Spacecraft properties
- Spacecraft type: Shenzhou
- Manufacturer: China Aerospace Science and Technology Corporation
- Launch mass: 7,600 kg (16,800 lb)

Start of mission
- Launch date: 19 November 1999, 22:30 UTC
- Rocket: Long March 2F (Y1)
- Launch site: Jiuquan, LA-4/SLS-1
- Contractor: China Academy of Launch Vehicle Technology

End of mission
- Landing date: 20 November 1999, 19:41 UTC
- Landing site: Dorbod Banner (41°N 105°E﻿ / ﻿41°N 105°E)

Orbital parameters
- Reference system: Geocentric orbit
- Regime: Low Earth orbit
- Perigee altitude: 195 km (121 mi)
- Apogee altitude: 315 km (196 mi)
- Inclination: 42.6°
- Period: 89.6 minutes

= Shenzhou 1 =

1999 Chinese uncrewed spaceflight

Shenzhou 1 (神舟一号 (神舟一號, Shénzhōu Yīhào)) was the first uncrewed test flight of the Shenzhou spacecraft and the Long March 2F rocket, launched on 19 November 1999. The spacecraft lacked a life-support system but included an emergency escape system. After 14 orbits, the command to begin reentry was sent by the Yuan Wang 3 off the coast of Namibia at 18:49 UTC. The capsule landed successfully in the Dorbod Banner landing area, about 415 km east of the launch site and 110 km north-west of Wuhai, Inner Mongolia.

==History==
To meet China's goal of flying the mission before the end of 1999, a spacecraft originally built for on-ground electrical tests was used instead of the final flight model. As a result, Shenzhou 1 differed from later vehicles: it carried fixed solar cells rather than unfolding panels, only 8 of its 13 subsystems were active, and it conducted no orbit-changing maneuvers after separation. Its spacecraft objectives focused on basic functions such as module separation, attitude control, lifting-body reentry, evaluation of the heat shield, and ground recovery, while the primary mission goal was to verify the performance of the Long March 2F.

The spacecraft is believed to have carried 100 kg of seeds for exposure to the space environment.

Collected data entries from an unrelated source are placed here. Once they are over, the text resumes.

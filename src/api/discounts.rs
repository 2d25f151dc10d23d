use actix_web::{web, HttpResponse};
use serde_json::json;

use super::{ApiError, AppState};
use crate::domain::discount::{DiscountFilter, NewDiscount, PriceRequest};

pub fn configure(cfg: &mut web::ServiceConfig) {
    cfg.service(
        web::resource("/discounts")
            .route(web::post().to(create_discount))
            .route(web::get().to(list_discounts)),
    )
    .route("/discounts/validate", web::post().to(validate_and_price));
}

async fn create_discount(state: web::Data<AppState>, body: web::Json<NewDiscount>) -> Result<HttpResponse, ApiError> {
    let id = state.discounts.create(body.into_inner()).await?;
    Ok(HttpResponse::Created().json(json!({ "id": id })))
}

async fn list_discounts(
    state: web::Data<AppState>,
    filter: web::Query<DiscountFilter>,
) -> Result<HttpResponse, ApiError> {
    Ok(HttpResponse::Ok().json(state.discounts.list(&filter).await?))
}

/// Rejections are part of a 200 response; only an unpriceable subtotal or a
/// store failure is an error
async fn validate_and_price(
    state: web::Data<AppState>,
    body: web::Json<PriceRequest>,
) -> Result<HttpResponse, ApiError> {
    Ok(HttpResponse::Ok().json(state.discounts.validate_and_price(&body).await?))
}

#[cfg(test)]
mod tests {
    use super::*;
    use crate::api::test_support;
    use actix_web::{http::StatusCode, test, App};
    use serde_json::Value;

    #[actix_web::test]
    async fn test_create_and_validate() {
        let app = test::init_service(App::new().app_data(test_support::state()).configure(configure)).await;

        let req = test::TestRequest::post()
            .uri("/discounts")
            .set_json(json!({"code": "FEAST10", "scope": "GLOBAL", "type": "PERCENT", "value": 10}))
            .to_request();
        assert_eq!(test::call_service(&app, req).await.status(), StatusCode::CREATED);

        let req = test::TestRequest::post()
            .uri("/discounts")
            .set_json(json!({"code": "FEAST10", "scope": "GLOBAL", "type": "AMOUNT", "value": 5}))
            .to_request();
        assert_eq!(test::call_service(&app, req).await.status(), StatusCode::CONFLICT);

        let req = test::TestRequest::post()
            .uri("/discounts/validate")
            .set_json(json!({"code": "FEAST10", "subtotal": 1000}))
            .to_request();
        let quote: Value = test::call_and_read_body_json(&app, req).await;
        assert_eq!(quote["valid"], true);
        assert_eq!(quote["discountAmount"].as_f64(), Some(100.0));
        assert_eq!(quote["total"].as_f64(), Some(900.0));

        let req = test::TestRequest::post()
            .uri("/discounts/validate")
            .set_json(json!({"code": "NOPE", "subtotal": 1000}))
            .to_request();
        let quote: Value = test::call_and_read_body_json(&app, req).await;
        assert_eq!(quote["valid"], false);
        assert_eq!(quote["reason"], "invalid");
    }

    #[actix_web::test]
    async fn test_list_filter_from_query() {
        let app = test::init_service(App::new().app_data(test_support::state()).configure(configure)).await;

        for body in [
            json!({"code": "ALL5", "scope": "GLOBAL", "type": "AMOUNT", "value": 5}),
            json!({"code": "BRAND5", "scope": "BRAND", "brandSlug": "booms-pizza", "type": "AMOUNT", "value": 5}),
        ] {
            let req = test::TestRequest::post().uri("/discounts").set_json(body).to_request();
            test::call_service(&app, req).await;
        }

        let req = test::TestRequest::get()
            .uri("/discounts?scope=BRAND&brandSlug=booms-pizza")
            .to_request();
        let listed: Value = test::call_and_read_body_json(&app, req).await;
        assert_eq!(listed.as_array().unwrap().len(), 1);
        assert_eq!(listed[0]["code"], "BRAND5");
    }

    #[actix_web::test]
    async fn test_negative_subtotal_is_unprocessable() {
        let app = test::init_service(App::new().app_data(test_support::state()).configure(configure)).await;

        let req = test::TestRequest::post()
            .uri("/discounts")
            .set_json(json!({"code": "BIG", "scope": "GLOBAL", "type": "AMOUNT", "value": 5}))
            .to_request();
        test::call_service(&app, req).await;

        let req = test::TestRequest::post()
            .uri("/discounts/validate")
            .set_json(json!({"code": "BIG", "subtotal": -10}))
            .to_request();
        let resp = test::call_service(&app, req).await;
        assert_eq!(resp.status(), StatusCode::UNPROCESSABLE_ENTITY);
    }
}
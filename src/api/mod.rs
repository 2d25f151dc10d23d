// ============================================================================
// HTTP API
// ============================================================================
//
// JSON over actix-web. Handlers are thin: decode, call one service, encode.
// Route modules:
// - kitchens      : kitchens and menu items
// - orders        : placement, status changes, history, pipeline
// - discounts     : creation, listing, code validation
// - users         : admin invites and customer sessions
// - transactions  : payment ledger
//
// ============================================================================

mod discounts;
mod error;
mod kitchens;
mod orders;
mod transactions;
mod users;

pub use error::ApiError;

use std::sync::Arc;

use actix_web::{web, App, HttpResponse, HttpServer};

use crate::domain::catalog::CatalogService;
use crate::domain::discount::DiscountService;
use crate::domain::identity::IdentityService;
use crate::domain::ledger::LedgerService;
use crate::domain::order::OrderCommandHandler;
use crate::health::{check_store, HealthReport};
use crate::store::Store;

/// Shared state handed to every handler
pub struct AppState {
    pub store: Arc<dyn Store>,
    pub orders: OrderCommandHandler,
    pub discounts: DiscountService,
    pub catalog: CatalogService,
    pub identity: IdentityService,
    pub ledger: LedgerService,
}

pub fn configure(cfg: &mut web::ServiceConfig) {
    cfg.route("/health", web::get().to(health))
        .configure(kitchens::configure)
        .configure(orders::configure)
        .configure(discounts::configure)
        .configure(users::configure)
        .configure(transactions::configure);
}

pub async fn start_api_server(state: web::Data<AppState>, host: String, port: u16) -> std::io::Result<()> {
    tracing::info!("🚀 Starting API server on http://{}:{}", host, port);

    HttpServer::new(move || App::new().app_data(state.clone()).configure(configure))
        .bind((host.as_str(), port))?
        .run()
        .await
}

async fn health(state: web::Data<AppState>) -> HttpResponse {
    let report = HealthReport::from_components(vec![check_store(state.store.as_ref()).await]);
    if report.healthy {
        HttpResponse::Ok().json(report)
    } else {
        HttpResponse::ServiceUnavailable().json(report)
    }
}

#[cfg(test)]
pub(crate) mod test_support {
    use super::*;
    use crate::domain::catalog::BulkInsertMode;
    use crate::domain::identity::SessionRegistry;
    use crate::domain::order::TransitionPolicy;
    use crate::metrics::Metrics;
    use crate::store::MemoryStore;

    pub fn state() -> web::Data<AppState> {
        let store: Arc<dyn Store> = Arc::new(MemoryStore::new());
        let metrics = Arc::new(Metrics::new().unwrap());

        web::Data::new(AppState {
            orders: OrderCommandHandler::new(store.clone(), metrics.clone(), TransitionPolicy::Permissive),
            discounts: DiscountService::new(store.clone(), metrics),
            catalog: CatalogService::new(store.clone(), BulkInsertMode::BestEffort),
            identity: IdentityService::new(store.clone(), SessionRegistry::new(chrono::Duration::minutes(30))),
            ledger: LedgerService::new(store.clone()),
            store,
        })
    }
}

The orbital module reportedly carried a dummy ELINT payload, with operational packages introduced from Shenzhou 2 onward.

In June 1999, officials announced that the flight would occur in October, and images of the Long March 2F launcher and associated facilities appeared on a Chinese military forum around the same time. Following a reported propellant explosion at the Jiuquan Satellite Launch Center—an incident denied by Chinese authorities—the launch was delayed to November.

Despite its limited test objectives, Shenzhou 1 was regarded as a successful debut flight for both the spacecraft and the Long March 2F.